API Native: http://undocumented.ntinternals.net/aindex.html

Mes observations:

  1. Tous les appels système sont commençant par les lettres Nt où, comme API Native est composé de beaucoup de fonctions qui ne sont pas au début avec des lettres Nt.
  2. System Call of windows sont sous-ensemble de Native API. Les appels système ne sont qu'une partie de l'API Native.

Quelqu'un peut-il confirmer cela et expliquer.

EDIT:

Il y avait une autre réponse. C'était une 2ème réponse.
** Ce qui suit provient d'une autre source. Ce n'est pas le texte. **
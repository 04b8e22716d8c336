use std::path::Path;

use crate::core::Project;

/// Shorten a path for display, replacing home directory with ~ and truncating long paths
pub fn shorten_path_for_display(path: &str) -> String {
    let path_buf = Path::new(path);

    if let Some(user_dirs) = directories::UserDirs::new() {
        let home_dir = user_dirs.home_dir();
        if let Ok(relative_path) = path_buf.strip_prefix(home_dir) {
            let home_path = if relative_path.as_os_str().is_empty() {
                "~".to_string()
            } else {
                format!("~/{}", relative_path.to_string_lossy())
            };
            return shorten_long_path(&home_path);
        }
    }

    shorten_long_path(path)
}

/// Truncate the middle of long paths, keeping both ends readable
fn shorten_long_path(path: &str) -> String {
    const MAX_CHARS: usize = 50;

    let chars: Vec<char> = path.chars().collect();
    if chars.len() <= MAX_CHARS {
        return path.to_string();
    }

    let head: String = chars[..MAX_CHARS / 2 - 2].iter().collect();
    let tail: String = chars[chars.len() - (MAX_CHARS / 2 - 1)..].iter().collect();
    format!("{}...{}", head, tail)
}

/// One-line sidebar label: display name, session count, shortened path
pub fn project_label(project: &Project) -> String {
    let name = project.display_name.as_deref().unwrap_or(&project.name);
    let path = project
        .full_path
        .as_deref()
        .or(project.path.as_deref())
        .map(shorten_path_for_display)
        .unwrap_or_default();

    format!("{} ({} sessions) {}", name, project.session_meta.total, path)
        .trim_end()
        .to_string()
}
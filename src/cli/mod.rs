pub mod commands;
pub mod handlers;

pub use commands::{Cli, Commands};
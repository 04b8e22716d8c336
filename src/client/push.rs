use anyhow::{anyhow, Result};
use futures_util::StreamExt;
use std::time::Duration;
use tokio::time::sleep;
use tokio_tungstenite::{connect_async, tungstenite::Message};
use url::Url;

use crate::core::config::PushConfig;
use crate::core::PushSlot;

type PushStream =
    tokio_tungstenite::WebSocketStream<tokio_tungstenite::MaybeTlsStream<tokio::net::TcpStream>>;

/// Reads the server push channel and writes every decoded message into the
/// single-slot [`PushSlot`]. Framing beyond "one JSON object per text frame"
/// is not interpreted here.
pub struct PushListener {
    url: Url,
    config: PushConfig,
}

impl PushListener {
    pub fn new(url: Url, config: PushConfig) -> Self {
        Self { url, config }
    }

    /// Pump messages until the reader side of the slot is dropped or the
    /// reconnect budget is exhausted.
    pub async fn run(self, mut slot: PushSlot) -> Result<()> {
        let mut attempt = 0u32;

        loop {
            let mut stream = match connect_async(self.url.as_str()).await {
                Ok((stream, _)) => {
                    tracing::info!("Push channel connected to {}", self.url);
                    attempt = 0;
                    stream
                }
                Err(e) => {
                    if attempt >= self.config.max_attempts {
                        return Err(anyhow!(
                            "Failed to connect push channel after {} attempts: {}",
                            attempt + 1,
                            e
                        ));
                    }
                    let delay = reconnect_delay(&self.config, attempt);
                    tracing::warn!(
                        "Push channel connection attempt {} failed: {}. Retrying in {:.1}s",
                        attempt + 1,
                        e,
                        delay.as_secs_f64()
                    );
                    attempt += 1;
                    sleep(delay).await;
                    continue;
                }
            };

            if !pump(&mut stream, &mut slot).await {
                tracing::debug!("Push slot has no readers, stopping listener");
                return Ok(());
            }

            tracing::info!("Push channel closed, reconnecting");
            let delay = reconnect_delay(&self.config, attempt);
            attempt += 1;
            sleep(delay).await;
        }
    }
}

/// Forward frames until the socket ends. Returns false when nobody is
/// listening on the slot anymore.
async fn pump(stream: &mut PushStream, slot: &mut PushSlot) -> bool {
    while let Some(frame) = stream.next().await {
        match frame {
            Ok(Message::Text(text)) => match slot.publish_json(&text) {
                Ok(true) => {}
                Ok(false) => return false,
                Err(e) => tracing::debug!("Ignoring undecodable push frame: {}", e),
            },
            Ok(Message::Close(_)) => break,
            Ok(_) => continue,
            Err(e) => {
                tracing::warn!("Push channel error: {}", e);
                break;
            }
        }
    }
    true
}

/// Exponential backoff with a little jitter, capped at `max_delay_ms`.
pub fn reconnect_delay(config: &PushConfig, attempt: u32) -> Duration {
    let delay_ms = (config.base_delay_ms as f64 * config.backoff_factor.powi(attempt as i32))
        .min(config.max_delay_ms as f64) as u64;

    let jitter = std::time::SystemTime::now()
        .duration_since(std::time::UNIX_EPOCH)
        .map(|d| (d.as_millis() % 250) as u64)
        .unwrap_or(0);

    Duration::from_millis(delay_ms + jitter)
}
pub mod path;

pub use path::{project_label, shorten_path_for_display};
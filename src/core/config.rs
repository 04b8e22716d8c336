use anyhow::Result;
use serde::{Deserialize, Serialize};
use std::path::PathBuf;
use std::time::Duration;

#[derive(Debug, Clone, Serialize, Deserialize)]
pub struct Config {
    #[serde(default)]
    pub server: ServerConfig,
    #[serde(default)]
    pub sync: SyncConfig,
    #[serde(default)]
    pub push: PushConfig,
}

#[derive(Debug, Clone, Serialize, Deserialize)]
pub struct ServerConfig {
    pub base_url: String,
    pub push_path: String,
    pub request_timeout_secs: u64,
}

#[derive(Debug, Clone, Serialize, Deserialize)]
pub struct SyncConfig {
    /// How long a finished progress snapshot stays visible.
    pub progress_hide_delay_ms: u64,
    /// Prefix the web client is mounted under, e.g. `/claude`.
    pub router_basename: String,
}

#[derive(Debug, Clone, Serialize, Deserialize)]
pub struct PushConfig {
    pub max_attempts: u32,
    pub base_delay_ms: u64,
    pub max_delay_ms: u64,
    pub backoff_factor: f64,
}

impl Default for Config {
    fn default() -> Self {
        Config {
            server: ServerConfig::default(),
            sync: SyncConfig::default(),
            push: PushConfig::default(),
        }
    }
}

impl Default for ServerConfig {
    fn default() -> Self {
        Self {
            base_url: format!("http://localhost:{}", default_server_port()),
            push_path: "/ws".to_string(),
            request_timeout_secs: 30,
        }
    }
}

impl Default for SyncConfig {
    fn default() -> Self {
        Self {
            progress_hide_delay_ms: 500,
            router_basename: String::new(),
        }
    }
}

impl Default for PushConfig {
    fn default() -> Self {
        Self {
            max_attempts: 10,
            base_delay_ms: 1000,
            max_delay_ms: 30000,
            backoff_factor: 2.0,
        }
    }
}

/// Get the default server port based on build type
pub fn default_server_port() -> u16 {
    if cfg!(debug_assertions) { 3001 } else { 3000 }
}

impl Config {
    pub fn load() -> Result<Self> {
        if let Some(config_file) = Self::config_file() {
            if config_file.exists() {
                let content = std::fs::read_to_string(&config_file)?;
                let config = toml::from_str::<Config>(&content)
                    .map_err(|e| anyhow::anyhow!("Invalid config {:?}: {}", config_file, e))?;
                tracing::debug!("Loaded config from {:?}", config_file);
                return Ok(config);
            }
        }
        Ok(Config::default())
    }

    fn config_file() -> Option<PathBuf> {
        directories::ProjectDirs::from("com", "texmux", "texmux")
            .map(|dirs| dirs.config_dir().join("config.toml"))
    }

    pub fn request_timeout(&self) -> Duration {
        Duration::from_secs(self.server.request_timeout_secs)
    }

    pub fn progress_hide_delay(&self) -> Duration {
        Duration::from_millis(self.sync.progress_hide_delay_ms)
    }

    /// Websocket URL of the push channel, derived from the HTTP base URL.
    pub fn push_url(&self) -> Result<url::Url> {
        let mut url = url::Url::parse(&self.server.base_url)?;
        let scheme = match url.scheme() {
            "https" => "wss",
            _ => "ws",
        };
        url.set_scheme(scheme)
            .map_err(|_| anyhow::anyhow!("Cannot derive push URL from {}", self.server.base_url))?;
        url.set_path(&self.server.push_path);
        Ok(url)
    }
}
J'ai vraiment aimé, mais je ne sais pas pourquoi répondeur a été supprimée. - Je lui demander de le reposter sa réponse.

InformationsquelleAutor claws | 2010-03-22
  1. 25

    Si vous faites de l'assemblée de la programmation sous Windows, vous n'avez pas le faire en manuel syscalls. Vous utilisez NTDLL et de l'API Native de le faire pour vous.
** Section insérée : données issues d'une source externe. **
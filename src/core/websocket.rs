use serde::{Deserialize, Serialize};
use serde_json::{Map, Value};
use std::sync::Arc;
use tokio::sync::watch;

/// Phase value the server uses to mark a finished load.
pub const PHASE_COMPLETE: &str = "complete";

/// Server-originated push events the workspace reacts to
#[derive(Debug, Clone, PartialEq, Serialize, Deserialize)]
#[serde(tag = "type")]
pub enum PushMessage {
    #[serde(rename = "loading_progress")]
    LoadingProgress(ProgressSnapshot),
    #[serde(rename = "projects_updated")]
    ProjectsUpdated,
    #[serde(rename = "projects_refresh")]
    ProjectsRefresh,
    /// Any discriminator this client doesn't know about.
    #[serde(other)]
    Unknown,
}

impl PushMessage {
    pub fn kind(&self) -> &'static str {
        match self {
            PushMessage::LoadingProgress(_) => "loading_progress",
            PushMessage::ProjectsUpdated => "projects_updated",
            PushMessage::ProjectsRefresh => "projects_refresh",
            PushMessage::Unknown => "unknown",
        }
    }
}

/// Latest loading progress reported by the server
#[derive(Debug, Clone, PartialEq, Serialize, Deserialize)]
pub struct ProgressSnapshot {
    pub phase: String,
    #[serde(flatten)]
    pub payload: Map<String, Value>,
}

impl ProgressSnapshot {
    pub fn new(phase: impl Into<String>) -> Self {
        Self {
            phase: phase.into(),
            payload: Map::new(),
        }
    }

    pub fn is_complete(&self) -> bool {
        self.phase == PHASE_COMPLETE
    }
}

/// One delivery through the push slot. `seq` identifies the delivery, so
/// observing the same envelope twice is detectable.
#[derive(Debug, Clone)]
pub struct PushEnvelope {
    pub seq: u64,
    pub message: Arc<PushMessage>,
}

/// Writer half of the single-slot push channel. A new message overwrites
/// whatever the reader hasn't looked at yet.
#[derive(Debug)]
pub struct PushSlot {
    tx: watch::Sender<Option<PushEnvelope>>,
    next_seq: u64,
}

pub type PushReceiver = watch::Receiver<Option<PushEnvelope>>;

impl PushSlot {
    pub fn new() -> (Self, PushReceiver) {
        let (tx, rx) = watch::channel(None);
        (Self { tx, next_seq: 1 }, rx)
    }

    /// Publish a message; returns false once every reader has gone away.
    pub fn publish(&mut self, message: PushMessage) -> bool {
        let envelope = PushEnvelope {
            seq: self.next_seq,
            message: Arc::new(message),
        };
        self.next_seq += 1;
        self.tx.send(Some(envelope)).is_ok()
    }

    /// Decode a raw JSON text frame and publish it.
    pub fn publish_json(&mut self, text: &str) -> anyhow::Result<bool> {
        let message: PushMessage = serde_json::from_str(text)?;
        Ok(self.publish(message))
    }

    pub fn subscribe(&self) -> PushReceiver {
        self.tx.subscribe()
    }
}

#[cfg(test)]
mod tests {
    use super::*;

    #[test]
    fn test_decode_loading_progress_keeps_payload() {
        let msg: PushMessage = serde_json::from_str(
            r#"{"type":"loading_progress","phase":"scanning","current":3,"total":9}"#,
        )
        .unwrap();

        match msg {
            PushMessage::LoadingProgress(snapshot) => {
                assert_eq!(snapshot.phase, "scanning");
                assert_eq!(snapshot.payload["current"], 3);
                assert!(!snapshot.is_complete());
            }
            other => panic!("unexpected message: {:?}", other),
        }
    }

    #[test]
    fn test_decode_refresh_messages() {
        let updated: PushMessage = serde_json::from_str(r#"{"type":"projects_updated"}"#).unwrap();
        let refresh: PushMessage = serde_json::from_str(r#"{"type":"projects_refresh"}"#).unwrap();
        assert_eq!(updated, PushMessage::ProjectsUpdated);
        assert_eq!(refresh, PushMessage::ProjectsRefresh);
    }

    #[test]
    fn test_unknown_type_decodes_as_unknown() {
        let msg: PushMessage =
            serde_json::from_str(r#"{"type":"session-aborted","sessionId":"x"}"#).unwrap();
        assert_eq!(msg, PushMessage::Unknown);
    }

    #[test]
    fn test_slot_keeps_only_latest() {
        let (mut slot, rx) = PushSlot::new();
        assert!(slot.publish(PushMessage::ProjectsUpdated));
        assert!(slot.publish(PushMessage::ProjectsRefresh));

        let latest = rx.borrow().clone().unwrap();
        assert_eq!(latest.seq, 2);
        assert_eq!(*latest.message, PushMessage::ProjectsRefresh);
    }
}
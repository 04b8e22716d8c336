pub mod config;
pub mod launch;
pub mod session;
pub mod websocket;

pub use config::Config;
pub use launch::{LaunchContext, Route};
pub use session::{
    ActiveView, Project, Provider, SelectedSession, Selection, Session, SessionMeta,
};
pub use websocket::{ProgressSnapshot, PushEnvelope, PushMessage, PushReceiver, PushSlot};
//! Keeps the local view of projects and sessions in step with the server.

mod debounce;
pub mod dispatcher;
pub mod engine;
pub mod hook;
pub mod resolver;
pub mod router;
pub mod store;

pub use dispatcher::{Dispatch, PushChannelDispatcher};
pub use engine::{EngineCommand, SyncEngine, SyncHandle, WorkspaceView};
pub use hook::RefreshHook;
pub use resolver::{ProvisionStep, ResolutionState, ResolveStep, WorkspaceResolver};
pub use router::{SessionMatch, SessionRouter};
pub use store::{ProjectStore, RefreshOutcome};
    L'API Native est tout simplement un wrapper autour de la kernelmode côté des choses. Tout ce qu'il fait est de procéder à un syscall pour l'API correcte.

    Vous ne devriez JAMAIS manuellement syscall pour que toute votre question est redondante.

    Linux syscall les codes ne changent pas, Windows de le faire, c'est pourquoi vous avez besoin de travailler à travers une couche d'abstraction supplémentaire (aka NTDLL).

    EDIT:

    Aussi, même si vous travaillez au niveau de l'assemblage, vous avez toujours le plein accès à l'API Win32, il n'y a pas de raison d'être à l'aide de la NT API pour commencer! Les importations, les exportations, etc tous fonctionnent très bien dans le montage de programmes.

    EDIT2:

    Si vous voulez VRAIMENT le faire en manuel syscalls, vous allez avoir besoin pour inverser NTDLL pour chaque version de Windows, ajouter la détection de la version (via le PEB), et d'effectuer un syscall de recherche pour chaque appel.

    Cependant, ce serait ridicule. NTDLL est là pour une raison.

    Personnes ont déjà fait le reverse-engineering de la partie: voir https://j00ru.vexillium.org/syscalls/nt/64/ pour une table de système de numéros d'appel pour chaque noyau de Windows. (Notez que plus tard, les lignes ne changent même entre les versions de Windows 10.) Encore une fois, c'est une mauvaise idée à l'extérieur à des fins personnelles uniquement à des expériences sur votre propre ordinateur pour en savoir plus sur l'asm et/ou Windows internals. Ne pas système en ligne d'appels dans le code que vous distribuez à quelqu'un d'autre.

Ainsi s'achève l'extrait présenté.